Pictured (left to right): SFU President Andrew Petter, associate professor Lesley Shannon, Eve Langelier of the Université de Sherbrooke, Mario Pinto, NSERC president.

Lesley Shannon named NSERC Chair for Women in Science and Engineering

May 22, 2015

Simon Fraser University engineering science associate professor Lesley Shannon is one of two new Natural Sciences and Engineering Research Council (NSERC) Chairs for Women in Science and Engineering. NSERC President Mario Pinto, formerly SFU’s VP Research, made the announcement at the start of a national conference for women in science and technology, Creating Connections, at SFU May 22-23.

The goal of the chairs, which now total five across the country, is to increase the presence of women and establish role models for young women in these fields. Each chair will receive $475,000 in NSERC funding over five years with matching funds from the universities and industry partners.

The SFU chair is established in partnership with Vancouver-based software company Simba Technologies Inc, which is providing $175,000 in funding to SFU. The company will also assist with offering tours for girls and young women so they can learn more about computing and engineering career opportunities.
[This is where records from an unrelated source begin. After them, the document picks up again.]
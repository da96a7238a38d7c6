use crate::{error::Error, value::Value};
use std::sync::Arc;
use xxhash_rust::xxh3::Xxh3;

/// Value-hash format version byte used by canonical digest encoding.
pub(crate) const VALUE_HASH_VERSION: u8 = 1;

/// Stable XXH3 seed used by canonical value hashing across releases.
pub(crate) const VALUE_HASH_SEED: u64 = 0;

///
/// Digest
///
/// Canonical fixed-width content digest. Equal iff the hashed values are
/// structurally equal after map-key ordering and reference normalization.
///

pub type Digest = u128;

/// Derive one stable 64-bit hash from the canonical value digest.
#[must_use]
pub const fn stable_hash(digest: Digest) -> u64 {
    (digest >> 64) as u64
}

///
/// ValueHasher
///
/// Injectable canonical hashing seam. The contract is structural equality and
/// run-to-run stability, not cryptographic strength.
///

pub trait ValueHasher: Send + Sync {
    fn digest(&self, value: &Value) -> Result<Digest, Error>;
}

/// Shared handle to a canonical hasher implementation.
pub type HasherHandle = Arc<dyn ValueHasher>;

/// Build the default XXH3-backed hasher handle.
#[must_use]
pub fn default_hasher() -> HasherHandle {
    Arc::new(Xxh3ValueHasher)
}

///
/// Xxh3ValueHasher
///
/// Default canonical hasher: XXH3-128 over the tag-prefixed, length-framed
/// encoding below.
///

#[derive(Clone, Copy, Debug, Default)]
pub struct Xxh3ValueHasher;

impl ValueHasher for Xxh3ValueHasher {
    fn digest(&self, value: &Value) -> Result<Digest, Error> {
        hash_value(value)
    }
}

fn feed_u8(h: &mut Xxh3, x: u8) {
    h.update(&[x]);
}
fn feed_u32(h: &mut Xxh3, x: u32) {
    h.update(&x.to_be_bytes());
}
fn feed_u64(h: &mut Xxh3, x: u64) {
    h.update(&x.to_be_bytes());
}
fn feed_i64(h: &mut Xxh3, x: i64) {
    h.update(&x.to_be_bytes());
}
fn feed_bytes(h: &mut Xxh3, b: &[u8]) {
    h.update(b);
}

#[expect(clippy::cast_possible_truncation)]
fn write_to_hasher(value: &Value, h: &mut Xxh3) -> Result<(), Error> {
    feed_u8(h, value.canonical_tag().to_u8());

    match value {
        Value::Bool(b) => {
            feed_u8(h, u8::from(*b));
        }
        Value::Float(v) => {
            feed_bytes(h, &v.to_be_bytes());
        }
        Value::Int(i) => {
            feed_i64(h, *i);
        }
        Value::Internal(v) => {
            feed_u32(h, v.tag.len() as u32);
            feed_bytes(h, v.tag.as_bytes());
            feed_u32(h, v.data.len() as u32);
            feed_bytes(h, &v.data);
        }
        Value::List(xs) => {
            feed_u32(h, xs.len() as u32);
            for x in xs {
                feed_u8(h, 0xFF);
                write_to_hasher(x, h)?; // recurse, no sub-hash
            }
        }
        Value::Map(entries) => {
            // BTreeMap iteration is already canonical key order.
            feed_u32(h, entries.len() as u32);
            for (key, value) in entries {
                feed_u8(h, 0xFD);
                feed_u32(h, key.len() as u32);
                feed_bytes(h, key.as_bytes());
                feed_u8(h, 0xFE);
                write_to_hasher(value, h)?;
            }
        }
        Value::Null => {
            // No additional payload beyond canonical tag.
        }
        Value::Ref(r) => {
            feed_u8(h, r.kind().to_u8());
            feed_u32(h, r.id().len() as u32);
            feed_bytes(h, r.id().as_bytes());
        }
        Value::Text(s) => {
            feed_u32(h, s.len() as u32);
            feed_bytes(h, s.as_bytes());
        }
        Value::Uint(u) => {
            feed_u64(h, *u);
        }
    }

    Ok(())
}

/// Stable hash used for canonical value fingerprinting across all layers.
pub fn hash_value(value: &Value) -> Result<Digest, Error> {
    let mut h = Xxh3::with_seed(VALUE_HASH_SEED);
    feed_u8(&mut h, VALUE_HASH_VERSION); // version

    write_to_hasher(value, &mut h)?;
    Ok(h.digest128())
}

///
/// TESTS
///

#[cfg(test)]
mod tests {
    use super::*;
    use crate::{refs::Reference, value::Float64};

    fn v_txt(s: &str) -> Value {
        Value::Text(s.to_string())
    }

    #[test]
    fn hash_contract_seed_and_version_are_frozen() {
        assert_eq!(VALUE_HASH_SEED, 0);
        assert_eq!(VALUE_HASH_VERSION, 1);
    }

    #[test]
    fn hash_is_deterministic_for_same_value() {
        let v = Value::Int(42);
        let a = hash_value(&v).expect("hash value");
        let b = hash_value(&v).expect("hash value");
        assert_eq!(a, b, "hash should be deterministic for same value");
    }

    #[test]
    fn different_variants_produce_different_hashes() {
        let a = hash_value(&Value::Int(5)).expect("hash value");
        let b = hash_value(&Value::Uint(5)).expect("hash value");
        assert_ne!(
            a, b,
            "Int(5) and Uint(5) must hash differently (different tag)"
        );
    }

    #[test]
    fn map_hash_is_key_order_independent() {
        let left = Value::map_of([("z", Value::Uint(9)), ("a", Value::Uint(1))]);
        let right = Value::map_of([("a", Value::Uint(1)), ("z", Value::Uint(9))]);
        assert_eq!(
            hash_value(&left).expect("hash value"),
            hash_value(&right).expect("hash value"),
            "map hash must not depend on construction order",
        );
    }

    #[test]
    fn list_hash_is_order_sensitive() {
        let l1 = Value::List(vec![Value::Int(1), Value::Int(2)]);
        let l2 = Value::List(vec![Value::Int(2), Value::Int(1)]);
        assert_ne!(
            hash_value(&l1).expect("hash value"),
            hash_value(&l2).expect("hash value"),
            "list order should affect hash"
        );
    }

    #[test]
    fn list_hash_is_length_sensitive() {
        let l1 = Value::List(vec![Value::Int(1)]);
        let l2 = Value::List(vec![Value::Int(1), Value::Int(1)]);
        assert_ne!(
            hash_value(&l1).expect("hash value"),
            hash_value(&l2).expect("hash value"),
            "list length should affect hash"
        );
    }

    #[test]
    fn text_boundaries_are_length_framed() {
        let left = Value::List(vec![v_txt("ab"), v_txt("c")]);
        let right = Value::List(vec![v_txt("a"), v_txt("bc")]);
        assert_ne!(
            hash_value(&left).expect("hash value"),
            hash_value(&right).expect("hash value"),
            "text boundaries must be length-framed to avoid collisions"
        );
    }

    #[test]
    fn ref_hash_tracks_kind_and_id() {
        let entity = hash_value(&Value::Ref(Reference::entity("x"))).expect("hash value");
        let tombstone = hash_value(&Value::Ref(Reference::tombstone("x"))).expect("hash value");
        let other = hash_value(&Value::Ref(Reference::entity("y"))).expect("hash value");
        assert_ne!(entity, tombstone);
        assert_ne!(entity, other);
    }

    #[test]
    fn float_hash_canonicalizes_negative_zero() {
        let a = Value::Float(Float64::try_new(-0.0).expect("finite"));
        let b = Value::Float(Float64::try_new(0.0).expect("finite"));
        assert_eq!(
            hash_value(&a).expect("hash value"),
            hash_value(&b).expect("hash value"),
        );
    }

    #[test]
    fn stable_hash_uses_digest_prefix_contract() {
        let digest: Digest = 0x1122_3344_5566_7788_AABB_CCDD_EEF0_0A0B;
        assert_eq!(
            stable_hash(digest),
            0x1122_3344_5566_7788,
            "stable hash must use the canonical leading 64 bits of the value digest",
        );
    }
}
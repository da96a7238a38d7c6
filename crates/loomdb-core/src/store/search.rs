use crate::entity::Entity;

///
/// SortSpec
///
/// Attribute sort order for search results.
///

#[derive(Clone, Debug, Eq, PartialEq)]
pub struct SortSpec {
    pub key: String,
    pub descending: bool,
}

///
/// SearchParams
///
/// Routing parameters handed to the search-index adaptor.
///

#[derive(Clone, Debug, Default)]
pub struct SearchParams {
    pub ty: Option<String>,
    pub limit: Option<usize>,
    pub offset: usize,
    pub sort: Option<SortSpec>,
}

///
/// SearchIndex
///
/// External full-text/search adaptor. The store mutates the index on every
/// upsert and retract so readers never observe an index line desynchronized
/// from the entity map.
///

pub trait SearchIndex {
    /// Index (or re-index) one entity snapshot.
    fn upsert(&mut self, entity: &Entity);

    /// Drop one entity from the index.
    fn remove(&mut self, ty: &str, id: &str);

    /// Drop everything.
    fn clear(&mut self);

    /// Resolve a query to `(type, id)` hits, pre-shaped by the adaptor.
    fn search(&self, query: &str, params: &SearchParams) -> Vec<(String, String)>;
}

///
/// NoopSearchIndex
///
/// Default adaptor: indexes nothing and finds nothing.
///

#[derive(Clone, Copy, Debug, Default)]
pub struct NoopSearchIndex;

impl SearchIndex for NoopSearchIndex {
    fn upsert(&mut self, _: &Entity) {}

    fn remove(&mut self, _: &str, _: &str) {}

    fn clear(&mut self) {}

    fn search(&self, _: &str, _: &SearchParams) -> Vec<(String, String)> {
        Vec::new()
    }
}
//! Property suite: hash stability, matcher reorder invariance, and merge
//! idempotence.

use loomdb_core::{
    bindings::Bindings,
    pattern::{Pattern, PatternKey, match_pattern, optimize, var},
    store::Store,
    value::{Value, hash_value},
};
use proptest::prelude::*;
use std::collections::BTreeMap;

fn scalar_value() -> impl Strategy<Value = Value> {
    prop_oneof![
        Just(Value::Null),
        any::<bool>().prop_map(Value::Bool),
        any::<i64>().prop_map(Value::Int),
        any::<u64>().prop_map(Value::Uint),
        "[a-z]{0,8}".prop_map(Value::Text),
    ]
}

fn value_tree() -> impl Strategy<Value = Value> {
    scalar_value().prop_recursive(3, 24, 4, |inner| {
        prop_oneof![
            prop::collection::vec(inner.clone(), 0..4).prop_map(Value::List),
            prop::collection::btree_map("[a-z]{1,4}", inner, 0..4).prop_map(Value::Map),
        ]
    })
}

fn flat_entity() -> impl Strategy<Value = BTreeMap<String, Value>> {
    prop::collection::btree_map("[a-c]", scalar_value(), 1..4)
}

proptest! {
    #[test]
    fn hash_is_stable_and_structural(value in value_tree()) {
        let a = hash_value(&value).expect("hash");
        let b = hash_value(&value.clone()).expect("hash clone");
        prop_assert_eq!(a, b);
    }

    #[test]
    fn distinct_scalars_hash_apart(a in scalar_value(), b in scalar_value()) {
        let ha = hash_value(&a).expect("hash");
        let hb = hash_value(&b).expect("hash");
        prop_assert_eq!(a == b, ha == hb);
    }

    #[test]
    fn key_reordering_never_changes_bindings(entity in flat_entity()) {
        // For every key: a binding variable entry plus a constraining scalar
        // entry, authored in map order. The optimizer will re-sort them; the
        // produced bindings must not change.
        let mut entries: Vec<(PatternKey, Pattern)> = Vec::new();
        for (key, value) in &entity {
            entries.push((PatternKey::Literal(key.clone()), var(key)));
            entries.push((PatternKey::Literal(key.clone()), Pattern::Scalar(value.clone())));
        }
        entries.push((PatternKey::Literal("zz".to_string()), Pattern::Null));

        let pattern = Pattern::Object(entries);
        let value = Value::Map(entity);
        let unit = Bindings::unit().expect("unit");

        let plain = match_pattern(&pattern, Some(&value), &unit).expect("plain");
        let reordered = match_pattern(&optimize(pattern.clone()), Some(&value), &unit).expect("optimized");
        prop_assert_eq!(&plain, &reordered);
        prop_assert!(!plain.is_empty());
    }

    #[test]
    fn repeated_adds_are_idempotent(entity in flat_entity()) {
        let mut thing = entity;
        thing.insert("id".to_string(), Value::Text("e".to_string()));
        thing.insert("type".to_string(), Value::Text("T".to_string()));
        // Null attribute values are retractions, not data; drop them here.
        thing.retain(|_, v| !v.is_null());
        let thing = Value::Map(thing);

        let mut once = Store::new();
        once.add(std::slice::from_ref(&thing)).expect("add once");

        let mut twice = Store::new();
        twice.add(std::slice::from_ref(&thing)).expect("add");
        twice.add(std::slice::from_ref(&thing)).expect("add again");

        let a = once.snapshot();
        let b = twice.snapshot();
        prop_assert_eq!(a.entities, b.entities);
        prop_assert_eq!(a.versions, b.versions);
        prop_assert_eq!(a.type_by_id, b.type_by_id);
        prop_assert_eq!(a.basis_t, b.basis_t);
    }

    #[test]
    fn object_match_distributes_over_arrays(left in flat_entity(), right in flat_entity()) {
        let pattern = Pattern::Object(vec![(PatternKey::Variable("?k".to_string()), var("v"))]);
        let unit = Bindings::unit().expect("unit");

        let l = Value::Map(left);
        let r = Value::Map(right);
        let joint = match_pattern(
            &pattern,
            Some(&Value::List(vec![l.clone(), r.clone()])),
            &unit,
        )
        .expect("joint");
        let split = match_pattern(&pattern, Some(&l), &unit)
            .expect("left")
            .merge(&match_pattern(&pattern, Some(&r), &unit).expect("right"));
        prop_assert_eq!(joint, split);
    }
}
In addition, this fall, for the first time, funds from a new scholarship established by Simba CEO and president Amyn Rajan, a faculty almunus, will be awarded to the top female student entering SFU’s School of Computing Science. 

“Support from Simba, SFU, and NSERC enables my team to collaborate and develop strategies to raise women’s participation in science and engineering as students and professionals," says Shannon.

"We will work to encourage girls to pursue STEM education and strive to increase post-secondary science and engineering enrollment for women. Our goal is to promote aspirational female role models within science and engineering fields, and identify and help eliminate barriers for women who want to pursue careers and leadership roles in these fields.”

Shannon’s primary area of research is non-traditional computing system design, and her focus is improving computer performance, both speed and power, for a variety of applications.

She received the 2014 Teaching Award of Excellence from the Association of Professional Engineers and Geoscientists of British Columbia (APEGBC) and since arriving at SFU in 2006 has been actively engaged in promoting science, engineering and technology careers for women.

Shannon is the faculty advisor to SFU WEST (Women in Engineering, Science and Technology), a virtual gathering place that has been designed to support SFU’s female students, staff and faculty in these fields.

A second research chair is being established in Quebec and will be held by Dr. Eve Langelier of the Université de Sherbrooke.


  • Female students make up 54 per cent of SFU’s undergraduate enrolment and 58 per cent of graduate students. However, only 15 per cent of undergraduates and 23 per cent of graduate students enrolled in the Faculty of Applied Sciences in 2013-14 were women.
  • Canada’s Information and Communications Technology Council reports that three-quarters of all technology positions across the country are held by men.
  • Exemplifying how industry and universities can work together, Simba Technologies has also established scholarships and project awards to recruit and retain females in the field of computing science in the Faculty of Applied Sciences at SFU.